(Records drawn from a dataset)
==========
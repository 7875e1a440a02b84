// HTTP routes: read-only view of the games document

mod http;
mod prometheus;

pub use prometheus::render_prometheus;

use axum::{Router, routing::get};
use std::sync::Arc;
use tower_http::cors::{Any, CorsLayer};

use crate::observation_repo::ObservationRepo;

#[derive(Clone)]
pub(crate) struct AppState {
    pub(crate) repo: Arc<ObservationRepo>,
}

pub fn app(repo: Arc<ObservationRepo>) -> Router {
    let state = AppState { repo };
    Router::new()
        .route("/", get(|| async { "fleetscaler exporter" })) // GET /
        .route("/version", get(http::version_handler)) // GET /version
        .route("/api/games", get(http::games_handler)) // GET /api/games
        .route("/metrics", get(http::metrics_handler)) // GET /metrics
        .layer(CorsLayer::new().allow_origin(Any))
        .with_state(state)
}
// Rank fleet members by how close they are to their next billed hour

use tracing::debug;

use crate::models::VmRecord;

#[derive(Debug, Clone, PartialEq)]
pub struct ShutdownCandidate {
    pub name: String,
    pub uptime_secs: u64,
    pub minutes_past_hour: f64,
    pub minutes_to_next_hour: f64,
    pub eligible: bool,
}

/// VMs with a known uptime, nearest billing boundary first. A VM is eligible when
/// at most `threshold_minutes` remain in its current paid hour.
pub fn plan_shutdown(vms: &[VmRecord], threshold_minutes: u32) -> Vec<ShutdownCandidate> {
    let mut plan: Vec<ShutdownCandidate> = vms
        .iter()
        .filter_map(|vm| {
            let uptime_secs = vm.uptime_secs?;
            let minutes_past_hour = (uptime_secs as f64 / 60.0) % 60.0;
            let minutes_to_next_hour = 60.0 - minutes_past_hour;
            Some(ShutdownCandidate {
                name: vm.name.clone(),
                uptime_secs,
                minutes_past_hour,
                minutes_to_next_hour,
                eligible: minutes_to_next_hour <= threshold_minutes as f64,
            })
        })
        .collect();
    plan.sort_by(|a, b| a.minutes_to_next_hour.total_cmp(&b.minutes_to_next_hour));

    for c in &plan {
        debug!(
            vm = %c.name,
            uptime_secs = c.uptime_secs,
            past_min = c.minutes_past_hour.round() as u64,
            to_next_hour = c.minutes_to_next_hour.round() as u64,
            eligible = c.eligible,
            "shutdown ranking"
        );
    }
    plan
}

#[cfg(test)]
mod tests {
    use super::*;

    fn vm(name: &str, uptime_minutes: Option<u64>) -> VmRecord {
        let uptime_secs = uptime_minutes.map(|m| m * 60);
        VmRecord {
            name: name.into(),
            status: "ACTIVE".into(),
            launched_at: None,
            uptime_secs,
            paid_hours: uptime_secs.map_or(0, |s| s.div_ceil(3600)),
            cost: 0.0,
        }
    }

    #[test]
    fn fifty_five_minutes_is_five_from_the_hour() {
        let plan = plan_shutdown(&[vm("a", Some(55))], 10);
        assert_eq!(plan.len(), 1);
        assert!((plan[0].minutes_to_next_hour - 5.0).abs() < 1e-9);
        assert!(plan[0].eligible);

        assert!(plan_shutdown(&[vm("a", Some(55))], 5)[0].eligible);
        assert!(!plan_shutdown(&[vm("a", Some(55))], 4)[0].eligible);
    }

    #[test]
    fn sorted_by_proximity_to_boundary() {
        let plan = plan_shutdown(
            &[vm("fresh", Some(20)), vm("old", Some(170)), vm("near", Some(55))],
            10,
        );
        let names: Vec<&str> = plan.iter().map(|c| c.name.as_str()).collect();
        // to next hour: near 5, old 10, fresh 40
        assert_eq!(names, ["near", "old", "fresh"]);
        let eligible: Vec<bool> = plan.iter().map(|c| c.eligible).collect();
        assert_eq!(eligible, [true, true, false]);
    }

    #[test]
    fn unknown_uptime_is_never_a_candidate() {
        let plan = plan_shutdown(&[vm("pending", None), vm("a", Some(58))], 60);
        assert_eq!(plan.len(), 1);
        assert_eq!(plan[0].name, "a");
    }

    #[test]
    fn whole_hour_waits_a_full_hour() {
        let plan = plan_shutdown(&[vm("a", Some(120))], 10);
        assert!((plan[0].minutes_to_next_hour - 60.0).abs() < 1e-9);
        assert!(!plan[0].eligible);
    }
}
// Last-known-good games document on disk. Whole-document replace, never merged.

use std::collections::HashMap;
use std::path::{Path, PathBuf};

use tracing::{instrument, warn};

use crate::models::{GameState, GamesDocument};

pub struct ObservationRepo {
    path: PathBuf,
}

impl ObservationRepo {
    pub fn new(path: impl Into<PathBuf>) -> Self {
        Self { path: path.into() }
    }

    pub fn path(&self) -> &Path {
        &self.path
    }

    /// Missing or corrupt documents load as empty; neither is an error.
    #[instrument(skip(self), fields(repo = "observation", operation = "load"))]
    pub async fn load(&self) -> GamesDocument {
        let bytes = match tokio::fs::read(&self.path).await {
            Ok(b) => b,
            Err(e) if e.kind() == std::io::ErrorKind::NotFound => return GamesDocument::default(),
            Err(e) => {
                warn!(path = %self.path.display(), error = %e, "games document unreadable; starting empty");
                return GamesDocument::default();
            }
        };
        match serde_json::from_slice(&bytes) {
            Ok(doc) => doc,
            Err(e) => {
                warn!(path = %self.path.display(), error = %e, "games document corrupt; starting empty");
                GamesDocument::default()
            }
        }
    }

    /// Write to `<path>.tmp` then rename over the target.
    #[instrument(skip(self, doc), fields(repo = "observation", operation = "save", games_count = doc.games.len()))]
    pub async fn save(&self, doc: &GamesDocument) -> anyhow::Result<()> {
        if let Some(parent) = self.path.parent().filter(|p| !p.as_os_str().is_empty()) {
            tokio::fs::create_dir_all(parent).await?;
        }
        let json = serde_json::to_vec_pretty(doc)?;
        let mut tmp = self.path.clone().into_os_string();
        tmp.push(".tmp");
        let tmp = PathBuf::from(tmp);
        tokio::fs::write(&tmp, &json).await?;
        tokio::fs::rename(&tmp, &self.path).await?;
        Ok(())
    }
}

/// True iff some title's player count differs from the previous document.
/// A title absent from the previous document counts as changed.
pub fn should_persist(new_states: &[GameState], old_states: &[GameState]) -> bool {
    let mut old: HashMap<&str, u64> = HashMap::with_capacity(old_states.len());
    for g in old_states {
        old.entry(g.name.as_str()).or_insert(g.player_count);
    }
    new_states
        .iter()
        .any(|g| old.get(g.name.as_str()) != Some(&g.player_count))
}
==========
Directions.
Each line above should be copied exactly, with no line missing.

Problem solution.
repository 7875e1a440a02b84
// HTTP routes: read-only view of the games document

mod http;
mod prometheus;

pub use prometheus::render_prometheus;

use axum::{Router, routing::get};
use std::sync::Arc;
use tower_http::cors::{Any, CorsLayer};

use crate::observation_repo::ObservationRepo;

#[derive(Clone)]
pub(crate) struct AppState {
    pub(crate) repo: Arc<ObservationRepo>,
}

pub fn app(repo: Arc<ObservationRepo>) -> Router {
    let state = AppState { repo };
    Router::new()
        .route("/", get(|| async { "fleetscaler exporter" })) // GET /
        .route("/version", get(http::version_handler)) // GET /version
        .route("/api/games", get(http::games_handler)) // GET /api/games
        .route("/metrics", get(http::metrics_handler)) // GET /metrics
        .layer(CorsLayer::new().allow_origin(Any))
        .with_state(state)
}
// Rank fleet members by how close they are to their next billed hour

use tracing::debug;

use crate::models::VmRecord;

#[derive(Debug, Clone, PartialEq)]
pub struct ShutdownCandidate {
    pub name: String,
    pub uptime_secs: u64,
    pub minutes_past_hour: f64,
    pub minutes_to_next_hour: f64,
    pub eligible: bool,
}

/// VMs with a known uptime, nearest billing boundary first. A VM is eligible when
/// at most `threshold_minutes` remain in its current paid hour.
pub fn plan_shutdown(vms: &[VmRecord], threshold_minutes: u32) -> Vec<ShutdownCandidate> {
    let mut plan: Vec<ShutdownCandidate> = vms
        .iter()
        .filter_map(|vm| {
            let uptime_secs = vm.uptime_secs?;
            let minutes_past_hour = (uptime_secs as f64 / 60.0) % 60.0;
            let minutes_to_next_hour = 60.0 - minutes_past_hour;
            Some(ShutdownCandidate {
                name: vm.name.clone(),
                uptime_secs,
                minutes_past_hour,
                minutes_to_next_hour,
                eligible: minutes_to_next_hour <= threshold_minutes as f64,
            })
        })
        .collect();
    plan.sort_by(|a, b| a.minutes_to_next_hour.total_cmp(&b.minutes_to_next_hour));

    for c in &plan {
        debug!(
            vm = %c.name,
            uptime_secs = c.uptime_secs,
            past_min = c.minutes_past_hour.round() as u64,
            to_next_hour = c.minutes_to_next_hour.round() as u64,
            eligible = c.eligible,
            "shutdown ranking"
        );
    }
    plan
}

#[cfg(test)]
mod tests {
    use super::*;

    fn vm(name: &str, uptime_minutes: Option<u64>) -> VmRecord {
        let uptime_secs = uptime_minutes.map(|m| m * 60);
        VmRecord {
            name: name.into(),
            status: "ACTIVE".into(),
            launched_at: None,
            uptime_secs,
            paid_hours: uptime_secs.map_or(0, |s| s.div_ceil(3600)),
            cost: 0.0,
        }
    }

    #[test]
    fn fifty_five_minutes_is_five_from_the_hour() {
        let plan = plan_shutdown(&[vm("a", Some(55))], 10);
        assert_eq!(plan.len(), 1);
        assert!((plan[0].minutes_to_next_hour - 5.0).abs() < 1e-9);
        assert!(plan[0].eligible);

        assert!(plan_shutdown(&[vm("a", Some(55))], 5)[0].eligible);
        assert!(!plan_shutdown(&[vm("a", Some(55))], 4)[0].eligible);
    }

    #[test]
    fn sorted_by_proximity_to_boundary() {
        let plan = plan_shutdown(
            &[vm("fresh", Some(20)), vm("old", Some(170)), vm("near", Some(55))],
            10,
        );
        let names: Vec<&str> = plan.iter().map(|c| c.name.as_str()).collect();
        // to next hour: near 5, old 10, fresh 40
        assert_eq!(names, ["near", "old", "fresh"]);
        let eligible: Vec<bool> = plan.iter().map(|c| c.eligible).collect();
        assert_eq!(eligible, [true, true, false]);
    }

    #[test]
    fn unknown_uptime_is_never_a_candidate() {
        let plan = plan_shutdown(&[vm("pending", None), vm("a", Some(58))], 60);
        assert_eq!(plan.len(), 1);
        assert_eq!(plan[0].name, "a");
    }

    #[test]
    fn whole_hour_waits_a_full_hour() {
        let plan = plan_shutdown(&[vm("a", Some(120))], 10);
        assert!((plan[0].minutes_to_next_hour - 60.0).abs() < 1e-9);
        assert!(!plan[0].eligible);
    }
}
// Last-known-good games document on disk. Whole-document replace, never merged.

use std::collections::HashMap;
use std::path::{Path, PathBuf};

use tracing::{instrument, warn};

use crate::models::{GameState, GamesDocument};

pub struct ObservationRepo {
    path: PathBuf,
}

impl ObservationRepo {
    pub fn new(path: impl Into<PathBuf>) -> Self {
        Self { path: path.into() }
    }

    pub fn path(&self) -> &Path {
        &self.path
    }

    /// Missing or corrupt documents load as empty; neither is an error.
    #[instrument(skip(self), fields(repo = "observation", operation = "load"))]
    pub async fn load(&self) -> GamesDocument {
        let bytes = match tokio::fs::read(&self.path).await {
            Ok(b) => b,
            Err(e) if e.kind() == std::io::ErrorKind::NotFound => return GamesDocument::default(),
            Err(e) => {
                warn!(path = %self.path.display(), error = %e, "games document unreadable; starting empty");
                return GamesDocument::default();
            }
        };
        match serde_json::from_slice(&bytes) {
            Ok(doc) => doc,
            Err(e) => {
                warn!(path = %self.path.display(), error = %e, "games document corrupt; starting empty");
                GamesDocument::default()
            }
        }
    }

    /// Write to `<path>.tmp` then rename over the target.
    #[instrument(skip(self, doc), fields(repo = "observation", operation = "save", games_count = doc.games.len()))]
    pub async fn save(&self, doc: &GamesDocument) -> anyhow::Result<()> {
        if let Some(parent) = self.path.parent().filter(|p| !p.as_os_str().is_empty()) {
            tokio::fs::create_dir_all(parent).await?;
        }
        let json = serde_json::to_vec_pretty(doc)?;
        let mut tmp = self.path.clone().into_os_string();
        tmp.push(".tmp");
        let tmp = PathBuf::from(tmp);
        tokio::fs::write(&tmp, &json).await?;
        tokio::fs::rename(&tmp, &self.path).await?;
        Ok(())
    }
}

/// True iff some title's player count differs from the previous document.
/// A title absent from the previous document counts as changed.
pub fn should_persist(new_states: &[GameState], old_states: &[GameState]) -> bool {
    let mut old: HashMap<&str, u64> = HashMap::with_capacity(old_states.len());
    for g in old_states {
        old.entry(g.name.as_str()).or_insert(g.player_count);
    }
    new_states
        .iter()
        .any(|g| old.get(g.name.as_str()) != Some(&g.player_count))
}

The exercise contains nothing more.